--- EXTRACTED INFORMATION ---
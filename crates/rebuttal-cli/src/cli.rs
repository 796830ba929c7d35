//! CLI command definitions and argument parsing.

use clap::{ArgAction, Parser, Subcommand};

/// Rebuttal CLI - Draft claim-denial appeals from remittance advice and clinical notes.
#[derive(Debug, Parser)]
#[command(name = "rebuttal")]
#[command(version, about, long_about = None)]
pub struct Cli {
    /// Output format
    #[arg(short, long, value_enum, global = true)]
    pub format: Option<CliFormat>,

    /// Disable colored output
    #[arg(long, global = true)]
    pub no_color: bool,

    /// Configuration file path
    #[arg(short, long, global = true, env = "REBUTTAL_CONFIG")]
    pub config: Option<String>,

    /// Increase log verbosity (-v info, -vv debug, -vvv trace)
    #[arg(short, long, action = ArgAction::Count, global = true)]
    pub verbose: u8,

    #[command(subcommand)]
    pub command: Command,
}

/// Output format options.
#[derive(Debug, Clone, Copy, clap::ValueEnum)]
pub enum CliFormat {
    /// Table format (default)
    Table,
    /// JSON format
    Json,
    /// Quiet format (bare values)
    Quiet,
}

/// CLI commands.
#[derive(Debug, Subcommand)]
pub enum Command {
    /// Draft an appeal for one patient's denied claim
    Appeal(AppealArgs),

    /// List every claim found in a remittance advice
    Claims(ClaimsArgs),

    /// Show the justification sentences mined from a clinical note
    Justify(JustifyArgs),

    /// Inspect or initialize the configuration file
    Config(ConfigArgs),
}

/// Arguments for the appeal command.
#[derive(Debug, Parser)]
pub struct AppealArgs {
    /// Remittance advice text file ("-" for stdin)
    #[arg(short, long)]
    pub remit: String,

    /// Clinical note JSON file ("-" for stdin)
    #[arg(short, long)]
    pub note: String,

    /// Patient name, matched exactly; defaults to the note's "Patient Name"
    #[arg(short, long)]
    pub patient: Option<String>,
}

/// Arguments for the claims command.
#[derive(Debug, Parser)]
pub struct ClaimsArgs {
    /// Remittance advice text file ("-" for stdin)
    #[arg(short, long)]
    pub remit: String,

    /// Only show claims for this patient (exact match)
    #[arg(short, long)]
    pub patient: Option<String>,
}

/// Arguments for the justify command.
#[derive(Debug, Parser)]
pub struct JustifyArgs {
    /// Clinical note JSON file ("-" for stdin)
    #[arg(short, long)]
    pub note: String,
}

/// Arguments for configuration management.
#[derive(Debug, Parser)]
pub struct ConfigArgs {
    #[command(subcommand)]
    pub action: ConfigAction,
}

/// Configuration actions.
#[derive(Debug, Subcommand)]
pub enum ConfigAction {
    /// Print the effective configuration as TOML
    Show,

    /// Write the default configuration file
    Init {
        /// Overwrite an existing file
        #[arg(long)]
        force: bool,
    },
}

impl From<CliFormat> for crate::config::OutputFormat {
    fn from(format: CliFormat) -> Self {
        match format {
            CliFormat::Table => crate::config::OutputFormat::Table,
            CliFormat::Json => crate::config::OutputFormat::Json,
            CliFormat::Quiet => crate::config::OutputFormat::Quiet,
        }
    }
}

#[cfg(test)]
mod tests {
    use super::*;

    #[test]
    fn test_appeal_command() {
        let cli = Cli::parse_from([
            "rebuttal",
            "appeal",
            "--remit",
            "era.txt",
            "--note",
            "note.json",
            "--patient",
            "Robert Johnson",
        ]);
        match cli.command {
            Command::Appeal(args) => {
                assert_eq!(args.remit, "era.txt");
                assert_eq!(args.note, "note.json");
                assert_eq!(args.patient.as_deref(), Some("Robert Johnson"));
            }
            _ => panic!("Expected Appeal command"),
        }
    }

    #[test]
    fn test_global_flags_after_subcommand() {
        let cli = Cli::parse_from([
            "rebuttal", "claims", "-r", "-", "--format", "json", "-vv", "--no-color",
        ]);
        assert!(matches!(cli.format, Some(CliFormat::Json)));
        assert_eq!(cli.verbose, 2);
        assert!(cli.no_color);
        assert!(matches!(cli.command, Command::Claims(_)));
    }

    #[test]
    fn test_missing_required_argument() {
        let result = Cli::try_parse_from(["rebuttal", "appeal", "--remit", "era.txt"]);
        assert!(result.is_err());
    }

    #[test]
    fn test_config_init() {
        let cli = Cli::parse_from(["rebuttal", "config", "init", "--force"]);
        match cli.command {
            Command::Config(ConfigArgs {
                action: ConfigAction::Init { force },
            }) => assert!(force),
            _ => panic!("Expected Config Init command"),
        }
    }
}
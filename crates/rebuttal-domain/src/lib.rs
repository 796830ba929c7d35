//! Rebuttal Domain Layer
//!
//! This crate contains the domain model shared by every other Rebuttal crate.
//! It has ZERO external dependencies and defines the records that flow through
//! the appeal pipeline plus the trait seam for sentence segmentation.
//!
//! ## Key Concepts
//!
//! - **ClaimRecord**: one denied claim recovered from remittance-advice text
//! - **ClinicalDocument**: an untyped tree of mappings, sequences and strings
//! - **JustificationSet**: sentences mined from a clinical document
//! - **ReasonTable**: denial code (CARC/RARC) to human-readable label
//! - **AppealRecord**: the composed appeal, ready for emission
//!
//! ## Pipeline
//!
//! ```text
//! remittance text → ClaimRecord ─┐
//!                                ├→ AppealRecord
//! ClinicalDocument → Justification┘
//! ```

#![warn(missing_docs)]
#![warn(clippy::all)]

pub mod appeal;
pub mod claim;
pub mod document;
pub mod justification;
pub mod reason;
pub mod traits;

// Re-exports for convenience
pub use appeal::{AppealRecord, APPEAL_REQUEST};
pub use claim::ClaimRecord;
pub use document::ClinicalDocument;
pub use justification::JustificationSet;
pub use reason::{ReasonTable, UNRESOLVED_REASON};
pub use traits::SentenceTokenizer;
---
# INSTRUCTIONS TO FOLLOW
Please make an exact copy of the lines above from the line with "#[command(version, about, long_about = None)]" through the line with "Output format options.", both ends included.

# TASK ANSWER
#[command(version, about, long_about = None)]
pub struct Cli {
    /// Output format
    #[arg(short, long, value_enum, global = true)]
    pub format: Option<CliFormat>,

    /// Disable colored output
    #[arg(long, global = true)]
    pub no_color: bool,

    /// Configuration file path
    #[arg(short, long, global = true, env = "REBUTTAL_CONFIG")]
    pub config: Option<String>,

    /// Increase log verbosity (-v info, -vv debug, -vvv trace)
    #[arg(short, long, action = ArgAction::Count, global = true)]
    pub verbose: u8,

    #[command(subcommand)]
    pub command: Command,
}

/// Output format options.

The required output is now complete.